● **What this task involves**: Copy exactly the lines of the material below that run from the one containing "mod bootstrap;" through the one containing "any other operations". Copy no other lines.

─── Records to process

use thiserror::Error;

#[derive(Clone, Debug, Error, PartialEq, Eq)]
pub enum DomainError {
    #[error("customer phone number is required")]
    MissingPhone,
    #[error("party size {0} is outside the bookable range 1..=20")]
    PartySizeOutOfRange(u32),
    #[error("domain invariant violation: {0}")]
    InvariantViolation(String),
}

#[derive(Clone, Debug, Error, PartialEq, Eq)]
pub enum ApplicationError {
    #[error(transparent)]
    Domain(#[from] DomainError),
    #[error("persistence failure: {0}")]
    Persistence(String),
    #[error("telephony failure: {0}")]
    Telephony(String),
    #[error("configuration failure: {0}")]
    Configuration(String),
}

#[derive(Clone, Debug, Error, PartialEq, Eq)]
pub enum InterfaceError {
    #[error("bad request: {message}")]
    BadRequest { message: String, correlation_id: String },
    #[error("service unavailable: {message}")]
    ServiceUnavailable { message: String, correlation_id: String },
    #[error("internal error: {message}")]
    Internal { message: String, correlation_id: String },
}

impl InterfaceError {
    pub fn user_message(&self) -> &'static str {
        match self {
            Self::BadRequest { .. } => {
                "The request could not be processed. Check inputs and try again."
            }
            Self::ServiceUnavailable { .. } => {
                "The service is temporarily unavailable. Please retry shortly."
            }
            Self::Internal { .. } => "An unexpected internal error occurred.",
        }
    }
}

impl ApplicationError {
    pub fn into_interface(self, correlation_id: impl Into<String>) -> InterfaceError {
        let correlation_id = correlation_id.into();
        let mut mapped = InterfaceError::from(self);
        match &mut mapped {
            InterfaceError::BadRequest { correlation_id: id, .. }
            | InterfaceError::ServiceUnavailable { correlation_id: id, .. }
            | InterfaceError::Internal { correlation_id: id, .. } => *id = correlation_id,
        }
        mapped
    }
}

impl From<ApplicationError> for InterfaceError {
    fn from(value: ApplicationError) -> Self {
        match value {
            ApplicationError::Domain(error) => Self::BadRequest {
                message: error.to_string(),
                correlation_id: "unassigned".to_owned(),
            },
            ApplicationError::Persistence(message) | ApplicationError::Telephony(message) => {
                Self::ServiceUnavailable { message, correlation_id: "unassigned".to_owned() }
            }
            ApplicationError::Configuration(message) => {
                Self::Internal { message, correlation_id: "unassigned".to_owned() }
            }
        }
    }
}

#[cfg(test)]
mod tests {
    use crate::errors::{ApplicationError, DomainError, InterfaceError};

    #[test]
    fn domain_error_maps_to_bad_request_interface_error() {
        let interface =
            ApplicationError::from(DomainError::PartySizeOutOfRange(25)).into_interface("req-1");

        assert!(matches!(
            interface,
            InterfaceError::BadRequest {
                ref correlation_id,
                ..
            } if correlation_id == "req-1"
        ));
    }

    #[test]
    fn bad_request_has_user_safe_message() {
        let interface = ApplicationError::from(DomainError::MissingPhone).into_interface("req-2");

        assert_eq!(
            interface.user_message(),
            "The request could not be processed. Check inputs and try again."
        );
    }

    #[test]
    fn telephony_error_maps_to_service_unavailable() {
        let interface = ApplicationError::Telephony("call placement rejected".to_owned())
            .into_interface("req-3");

        assert!(matches!(interface, InterfaceError::ServiceUnavailable { .. }));
        assert_eq!(
            interface.user_message(),
            "The service is temporarily unavailable. Please retry shortly."
        );
    }

    #[test]
    fn configuration_error_maps_to_internal() {
        let interface =
            ApplicationError::Configuration("missing base url".to_owned()).into_interface("req-4");

        assert!(matches!(interface, InterfaceError::Internal { .. }));
        assert_eq!(interface.user_message(), "An unexpected internal error occurred.");
    }
}
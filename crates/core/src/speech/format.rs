use chrono::{DateTime, Utc};
use chrono_tz::Europe::Vienna;

/// Renders an instant the way it is spoken in the confirmation: full date
/// plus short 24-hour time, in the restaurant's own timezone.
pub fn format_for_speech(instant: DateTime<Utc>) -> String {
    instant.with_timezone(&Vienna).format("%A %-d %B %Y at %H:%M").to_string()
}
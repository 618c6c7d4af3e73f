mod bootstrap;
mod health;
mod reservations;
mod voice;

use anyhow::Result;
use axum::Router;
use quell_core::config::{AppConfig, LoadOptions};

fn init_logging(config: &AppConfig) {
    use quell_core::config::LogFormat::*;
    use tracing::Level;

    let log_level = config.logging.level.parse::<Level>().unwrap_or(Level::INFO);

    match config.logging.format {
        Compact => {
            tracing_subscriber::fmt().with_target(false).with_max_level(log_level).compact().init();
        }
        Pretty => {
            tracing_subscriber::fmt().with_target(false).with_max_level(log_level).pretty().init();
        }
        Json => {
            tracing_subscriber::fmt().with_target(false).with_max_level(log_level).json().init();
        }
    }
}

#[tokio::main]
async fn main() -> Result<()> {
    run().await
}

pub async fn run() -> Result<()> {
    // Load config and initialize logging before any other operations
    let config = AppConfig::load(LoadOptions::default())?;
    init_logging(&config);

    let app = bootstrap::bootstrap_with_config(config);
    bootstrap::spawn_session_sweeper(app.state.sessions.clone(), &app.config.sessions);

    let router = Router::new()
        .merge(health::router(app.state.clone()))
        .merge(voice::router(app.state.clone()))
        .merge(reservations::router(app.state.clone()));

    let address = format!("{}:{}", app.config.server.bind_address, app.config.server.port);
    let listener = tokio::net::TcpListener::bind(&address).await?;

    tracing::info!(
        event_name = "system.server.started",
        correlation_id = "bootstrap",
        bind_address = %address,
        telephony_enabled = app.config.telephony.enabled,
        "quell-server started"
    );

    axum::serve(listener, router).with_graceful_shutdown(wait_for_shutdown()).await?;

    tracing::info!(
        event_name = "system.server.stopping",
        correlation_id = "shutdown",
        "quell-server stopping"
    );

    Ok(())
}

async fn wait_for_shutdown() {
    let _ = tokio::signal::ctrl_c().await;
}
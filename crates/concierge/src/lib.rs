pub mod controller;

pub use controller::{
    voice_script_url, BeginCall, CallPlacement, ConciergeController, ConciergeError,
    VoiceCallback, VoiceReply,
};
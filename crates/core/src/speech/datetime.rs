use chrono::{DateTime, Datelike, Duration, NaiveDate, TimeZone, Utc, Weekday};
use chrono_tz::Europe::Vienna;

/// Hour assumed when the caller names a day but no time.
const DEFAULT_DINNER_HOUR: u32 = 19;
const DEFAULT_MORNING_HOUR: u32 = 9;

const WEEKDAYS: [(&str, Weekday); 14] = [
    ("monday", Weekday::Mon),
    ("mon", Weekday::Mon),
    ("tuesday", Weekday::Tue),
    ("tue", Weekday::Tue),
    ("wednesday", Weekday::Wed),
    ("wed", Weekday::Wed),
    ("thursday", Weekday::Thu),
    ("thu", Weekday::Thu),
    ("friday", Weekday::Fri),
    ("fri", Weekday::Fri),
    ("saturday", Weekday::Sat),
    ("sat", Weekday::Sat),
    ("sunday", Weekday::Sun),
    ("sun", Weekday::Sun),
];

const MONTHS: [(&str, u32); 24] = [
    ("january", 1),
    ("jan", 1),
    ("february", 2),
    ("feb", 2),
    ("march", 3),
    ("mar", 3),
    ("april", 4),
    ("apr", 4),
    ("may", 5),
    ("june", 6),
    ("jun", 6),
    ("july", 7),
    ("jul", 7),
    ("august", 8),
    ("aug", 8),
    ("september", 9),
    ("sep", 9),
    ("october", 10),
    ("oct", 10),
    ("november", 11),
    ("nov", 11),
    ("december", 12),
    ("dec", 12),
    ("sept", 9),
];

const HOUR_WORDS: [(&str, u32); 12] = [
    ("one", 1),
    ("two", 2),
    ("three", 3),
    ("four", 4),
    ("five", 5),
    ("six", 6),
    ("seven", 7),
    ("eight", 8),
    ("nine", 9),
    ("ten", 10),
    ("eleven", 11),
    ("twelve", 12),
];

const MINUTE_WORDS: [(&str, u32); 11] = [
    ("five", 5),
    ("ten", 10),
    ("fifteen", 15),
    ("twenty", 20),
    ("twentyfive", 25),
    ("thirty", 30),
    ("thirtyfive", 35),
    ("forty", 40),
    ("fortyfive", 45),
    ("fifty", 50),
    ("fiftyfive", 55),
];

const ORDINAL_WORDS: [(&str, u32); 21] = [
    ("first", 1),
    ("second", 2),
    ("third", 3),
    ("fourth", 4),
    ("fifth", 5),
    ("sixth", 6),
    ("seventh", 7),
    ("eighth", 8),
    ("ninth", 9),
    ("tenth", 10),
    ("eleventh", 11),
    ("twelfth", 12),
    ("thirteenth", 13),
    ("fourteenth", 14),
    ("fifteenth", 15),
    ("sixteenth", 16),
    ("seventeenth", 17),
    ("eighteenth", 18),
    ("nineteenth", 19),
    ("twentieth", 20),
    ("thirtieth", 30),
];

#[derive(Clone, Copy, Debug, PartialEq, Eq)]
enum DateAnchor {
    DayOffset(i64),
    WeekdayAhead(Weekday, bool),
    DayOfMonth(u32),
    MonthDay(u32, u32),
}

#[derive(Clone, Copy, Debug, PartialEq, Eq)]
enum Meridiem {
    Am,
    Pm,
}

──────

● **Reply**:
mod bootstrap;
mod health;
mod reservations;
mod voice;

use anyhow::Result;
use axum::Router;
use quell_core::config::{AppConfig, LoadOptions};

fn init_logging(config: &AppConfig) {
    use quell_core::config::LogFormat::*;
    use tracing::Level;

    let log_level = config.logging.level.parse::<Level>().unwrap_or(Level::INFO);

    match config.logging.format {
        Compact => {
            tracing_subscriber::fmt().with_target(false).with_max_level(log_level).compact().init();
        }
        Pretty => {
            tracing_subscriber::fmt().with_target(false).with_max_level(log_level).pretty().init();
        }
        Json => {
            tracing_subscriber::fmt().with_target(false).with_max_level(log_level).json().init();
        }
    }
}

#[tokio::main]
async fn main() -> Result<()> {
    run().await
}

pub async fn run() -> Result<()> {
    // Load config and initialize logging before any other operations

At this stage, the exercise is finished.